BEGIN Information supplied

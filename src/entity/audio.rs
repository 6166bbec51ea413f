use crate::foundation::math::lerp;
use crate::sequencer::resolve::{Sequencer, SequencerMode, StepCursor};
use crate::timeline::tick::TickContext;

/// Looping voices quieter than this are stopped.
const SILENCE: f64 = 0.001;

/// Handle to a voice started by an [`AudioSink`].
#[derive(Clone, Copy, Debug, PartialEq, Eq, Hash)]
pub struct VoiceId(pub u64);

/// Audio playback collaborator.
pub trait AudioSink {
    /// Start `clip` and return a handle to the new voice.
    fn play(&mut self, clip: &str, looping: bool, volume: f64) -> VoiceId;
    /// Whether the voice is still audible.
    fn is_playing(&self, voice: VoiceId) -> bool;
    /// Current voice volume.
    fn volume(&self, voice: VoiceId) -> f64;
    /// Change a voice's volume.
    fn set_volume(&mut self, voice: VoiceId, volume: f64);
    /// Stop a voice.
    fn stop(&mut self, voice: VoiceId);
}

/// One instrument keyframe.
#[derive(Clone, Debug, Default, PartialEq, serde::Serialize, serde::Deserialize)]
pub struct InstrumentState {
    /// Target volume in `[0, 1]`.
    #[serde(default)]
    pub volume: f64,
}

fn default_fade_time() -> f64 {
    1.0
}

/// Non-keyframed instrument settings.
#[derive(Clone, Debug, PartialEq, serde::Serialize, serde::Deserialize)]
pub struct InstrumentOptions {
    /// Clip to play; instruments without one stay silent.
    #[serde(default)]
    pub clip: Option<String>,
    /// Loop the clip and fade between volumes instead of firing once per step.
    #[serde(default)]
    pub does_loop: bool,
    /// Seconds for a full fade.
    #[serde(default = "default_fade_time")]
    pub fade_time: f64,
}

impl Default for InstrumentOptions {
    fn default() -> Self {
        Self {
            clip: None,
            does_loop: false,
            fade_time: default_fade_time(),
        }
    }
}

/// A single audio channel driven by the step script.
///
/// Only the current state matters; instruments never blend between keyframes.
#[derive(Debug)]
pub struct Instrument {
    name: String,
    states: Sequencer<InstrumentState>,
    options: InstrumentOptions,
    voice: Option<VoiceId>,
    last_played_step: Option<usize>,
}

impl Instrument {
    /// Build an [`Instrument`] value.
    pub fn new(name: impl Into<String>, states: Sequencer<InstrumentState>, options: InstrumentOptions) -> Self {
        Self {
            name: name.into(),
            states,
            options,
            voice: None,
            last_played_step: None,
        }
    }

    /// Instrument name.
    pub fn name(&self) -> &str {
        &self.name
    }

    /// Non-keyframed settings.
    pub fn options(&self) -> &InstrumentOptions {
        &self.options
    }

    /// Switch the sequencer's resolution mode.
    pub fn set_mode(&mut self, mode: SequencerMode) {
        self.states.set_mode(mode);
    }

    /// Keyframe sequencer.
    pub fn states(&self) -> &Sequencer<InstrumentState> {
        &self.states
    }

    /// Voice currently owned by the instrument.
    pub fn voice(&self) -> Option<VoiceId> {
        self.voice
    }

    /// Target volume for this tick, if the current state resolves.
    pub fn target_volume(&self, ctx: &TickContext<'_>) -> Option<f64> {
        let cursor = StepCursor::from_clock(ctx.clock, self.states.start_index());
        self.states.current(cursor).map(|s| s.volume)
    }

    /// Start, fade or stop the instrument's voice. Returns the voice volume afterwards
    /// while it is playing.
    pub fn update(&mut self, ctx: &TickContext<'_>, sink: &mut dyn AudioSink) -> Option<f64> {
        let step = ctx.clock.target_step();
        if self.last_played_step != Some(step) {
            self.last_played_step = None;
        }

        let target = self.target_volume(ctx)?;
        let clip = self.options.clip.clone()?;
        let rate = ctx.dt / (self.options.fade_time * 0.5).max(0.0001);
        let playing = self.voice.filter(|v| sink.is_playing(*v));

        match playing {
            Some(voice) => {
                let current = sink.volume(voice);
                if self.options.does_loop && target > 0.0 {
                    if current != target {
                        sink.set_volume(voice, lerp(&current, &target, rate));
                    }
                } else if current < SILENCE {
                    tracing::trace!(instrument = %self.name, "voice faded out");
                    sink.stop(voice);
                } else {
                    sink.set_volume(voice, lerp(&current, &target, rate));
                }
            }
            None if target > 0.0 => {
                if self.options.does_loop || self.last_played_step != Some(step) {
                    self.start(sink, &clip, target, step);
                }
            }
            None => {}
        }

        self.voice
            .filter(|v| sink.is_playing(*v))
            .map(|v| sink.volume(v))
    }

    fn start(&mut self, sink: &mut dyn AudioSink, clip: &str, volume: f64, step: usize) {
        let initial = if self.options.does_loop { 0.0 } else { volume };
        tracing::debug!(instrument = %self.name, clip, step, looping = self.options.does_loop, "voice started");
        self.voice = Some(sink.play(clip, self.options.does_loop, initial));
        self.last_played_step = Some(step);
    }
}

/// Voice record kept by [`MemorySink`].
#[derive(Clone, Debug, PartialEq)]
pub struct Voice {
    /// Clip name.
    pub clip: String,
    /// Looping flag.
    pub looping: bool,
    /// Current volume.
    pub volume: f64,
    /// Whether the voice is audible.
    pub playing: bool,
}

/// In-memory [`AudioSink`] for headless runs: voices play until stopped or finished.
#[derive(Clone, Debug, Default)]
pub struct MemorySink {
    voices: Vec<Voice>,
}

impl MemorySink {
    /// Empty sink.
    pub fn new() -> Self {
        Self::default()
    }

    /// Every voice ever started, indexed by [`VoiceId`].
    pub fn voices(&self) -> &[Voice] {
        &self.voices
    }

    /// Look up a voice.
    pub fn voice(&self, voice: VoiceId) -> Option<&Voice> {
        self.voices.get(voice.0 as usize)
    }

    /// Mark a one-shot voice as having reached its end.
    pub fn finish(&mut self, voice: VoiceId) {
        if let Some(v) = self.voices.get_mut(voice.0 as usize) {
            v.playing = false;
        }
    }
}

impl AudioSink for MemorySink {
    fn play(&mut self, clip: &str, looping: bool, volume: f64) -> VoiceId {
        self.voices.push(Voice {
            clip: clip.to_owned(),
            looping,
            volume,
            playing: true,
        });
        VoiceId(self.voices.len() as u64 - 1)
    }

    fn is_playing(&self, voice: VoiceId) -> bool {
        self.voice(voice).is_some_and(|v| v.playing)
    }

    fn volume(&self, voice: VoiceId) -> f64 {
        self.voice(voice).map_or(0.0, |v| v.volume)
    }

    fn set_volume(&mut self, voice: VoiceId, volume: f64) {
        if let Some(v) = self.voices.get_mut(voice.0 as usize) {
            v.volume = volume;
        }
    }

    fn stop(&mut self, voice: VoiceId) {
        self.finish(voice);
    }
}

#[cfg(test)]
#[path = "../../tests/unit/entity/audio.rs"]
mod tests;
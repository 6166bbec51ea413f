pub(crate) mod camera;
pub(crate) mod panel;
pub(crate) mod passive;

END Information supplied

** Exercise brief **
A faithful, complete copy of the entries above is required.

** Output of the task **
filename src/entity/audio.rs
repository 6166bbec51ea413f
use crate::foundation::math::lerp;
use crate::sequencer::resolve::{Sequencer, SequencerMode, StepCursor};
use crate::timeline::tick::TickContext;

/// Looping voices quieter than this are stopped.
const SILENCE: f64 = 0.001;

/// Handle to a voice started by an [`AudioSink`].
#[derive(Clone, Copy, Debug, PartialEq, Eq, Hash)]
pub struct VoiceId(pub u64);

/// Audio playback collaborator.
pub trait AudioSink {
    /// Start `clip` and return a handle to the new voice.
    fn play(&mut self, clip: &str, looping: bool, volume: f64) -> VoiceId;
    /// Whether the voice is still audible.
    fn is_playing(&self, voice: VoiceId) -> bool;
    /// Current voice volume.
    fn volume(&self, voice: VoiceId) -> f64;
    /// Change a voice's volume.
    fn set_volume(&mut self, voice: VoiceId, volume: f64);
    /// Stop a voice.
    fn stop(&mut self, voice: VoiceId);
}

/// One instrument keyframe.
#[derive(Clone, Debug, Default, PartialEq, serde::Serialize, serde::Deserialize)]
pub struct InstrumentState {
    /// Target volume in `[0, 1]`.
    #[serde(default)]
    pub volume: f64,
}

fn default_fade_time() -> f64 {
    1.0
}

/// Non-keyframed instrument settings.
#[derive(Clone, Debug, PartialEq, serde::Serialize, serde::Deserialize)]
pub struct InstrumentOptions {
    /// Clip to play; instruments without one stay silent.
    #[serde(default)]
    pub clip: Option<String>,
    /// Loop the clip and fade between volumes instead of firing once per step.
    #[serde(default)]
    pub does_loop: bool,
    /// Seconds for a full fade.
    #[serde(default = "default_fade_time")]
    pub fade_time: f64,
}

impl Default for InstrumentOptions {
    fn default() -> Self {
        Self {
            clip: None,
            does_loop: false,
            fade_time: default_fade_time(),
        }
    }
}

/// A single audio channel driven by the step script.
///
/// Only the current state matters; instruments never blend between keyframes.
#[derive(Debug)]
pub struct Instrument {
    name: String,
    states: Sequencer<InstrumentState>,
    options: InstrumentOptions,
    voice: Option<VoiceId>,
    last_played_step: Option<usize>,
}

impl Instrument {
    /// Build an [`Instrument`] value.
    pub fn new(name: impl Into<String>, states: Sequencer<InstrumentState>, options: InstrumentOptions) -> Self {
        Self {
            name: name.into(),
            states,
            options,
            voice: None,
            last_played_step: None,
        }
    }

    /// Instrument name.
    pub fn name(&self) -> &str {
        &self.name
    }

    /// Non-keyframed settings.
    pub fn options(&self) -> &InstrumentOptions {
        &self.options
    }

    /// Switch the sequencer's resolution mode.
    pub fn set_mode(&mut self, mode: SequencerMode) {
        self.states.set_mode(mode);
    }

    /// Keyframe sequencer.
    pub fn states(&self) -> &Sequencer<InstrumentState> {
        &self.states
    }

    /// Voice currently owned by the instrument.
    pub fn voice(&self) -> Option<VoiceId> {
        self.voice
    }

    /// Target volume for this tick, if the current state resolves.
    pub fn target_volume(&self, ctx: &TickContext<'_>) -> Option<f64> {
        let cursor = StepCursor::from_clock(ctx.clock, self.states.start_index());
        self.states.current(cursor).map(|s| s.volume)
    }

    /// Start, fade or stop the instrument's voice. Returns the voice volume afterwards
    /// while it is playing.
    pub fn update(&mut self, ctx: &TickContext<'_>, sink: &mut dyn AudioSink) -> Option<f64> {
        let step = ctx.clock.target_step();
        if self.last_played_step != Some(step) {
            self.last_played_step = None;
        }

        let target = self.target_volume(ctx)?;
        let clip = self.options.clip.clone()?;
        let rate = ctx.dt / (self.options.fade_time * 0.5).max(0.0001);
        let playing = self.voice.filter(|v| sink.is_playing(*v));

        match playing {
            Some(voice) => {
                let current = sink.volume(voice);
                if self.options.does_loop && target > 0.0 {
                    if current != target {
                        sink.set_volume(voice, lerp(&current, &target, rate));
                    }
                } else if current < SILENCE {
                    tracing::trace!(instrument = %self.name, "voice faded out");
                    sink.stop(voice);
                } else {
                    sink.set_volume(voice, lerp(&current, &target, rate));
                }
            }
            None if target > 0.0 => {
                if self.options.does_loop || self.last_played_step != Some(step) {
                    self.start(sink, &clip, target, step);
                }
            }
            None => {}
        }

        self.voice
            .filter(|v| sink.is_playing(*v))
            .map(|v| sink.volume(v))
    }

    fn start(&mut self, sink: &mut dyn AudioSink, clip: &str, volume: f64, step: usize) {
        let initial = if self.options.does_loop { 0.0 } else { volume };
        tracing::debug!(instrument = %self.name, clip, step, looping = self.options.does_loop, "voice started");
        self.voice = Some(sink.play(clip, self.options.does_loop, initial));
        self.last_played_step = Some(step);
    }
}

/// Voice record kept by [`MemorySink`].
#[derive(Clone, Debug, PartialEq)]
pub struct Voice {
    /// Clip name.
    pub clip: String,
    /// Looping flag.
    pub looping: bool,
    /// Current volume.
    pub volume: f64,
    /// Whether the voice is audible.
    pub playing: bool,
}

/// In-memory [`AudioSink`] for headless runs: voices play until stopped or finished.
#[derive(Clone, Debug, Default)]
pub struct MemorySink {
    voices: Vec<Voice>,
}

impl MemorySink {
    /// Empty sink.
    pub fn new() -> Self {
        Self::default()
    }

    /// Every voice ever started, indexed by [`VoiceId`].
    pub fn voices(&self) -> &[Voice] {
        &self.voices
    }

    /// Look up a voice.
    pub fn voice(&self, voice: VoiceId) -> Option<&Voice> {
        self.voices.get(voice.0 as usize)
    }

    /// Mark a one-shot voice as having reached its end.
    pub fn finish(&mut self, voice: VoiceId) {
        if let Some(v) = self.voices.get_mut(voice.0 as usize) {
            v.playing = false;
        }
    }
}

impl AudioSink for MemorySink {
    fn play(&mut self, clip: &str, looping: bool, volume: f64) -> VoiceId {
        self.voices.push(Voice {
            clip: clip.to_owned(),
            looping,
            volume,
            playing: true,
        });
        VoiceId(self.voices.len() as u64 - 1)
    }

    fn is_playing(&self, voice: VoiceId) -> bool {
        self.voice(voice).is_some_and(|v| v.playing)
    }

    fn volume(&self, voice: VoiceId) -> f64 {
        self.voice(voice).map_or(0.0, |v| v.volume)
    }

    fn set_volume(&mut self, voice: VoiceId, volume: f64) {
        if let Some(v) = self.voices.get_mut(voice.0 as usize) {
            v.volume = volume;
        }
    }

    fn stop(&mut self, voice: VoiceId) {
        self.finish(voice);
    }
}

#[cfg(test)]
#[path = "../../tests/unit/entity/audio.rs"]
mod tests;
repository 6166bbec51ea413f
pub(crate) mod camera;
pub(crate) mod panel;
pub(crate) mod passive;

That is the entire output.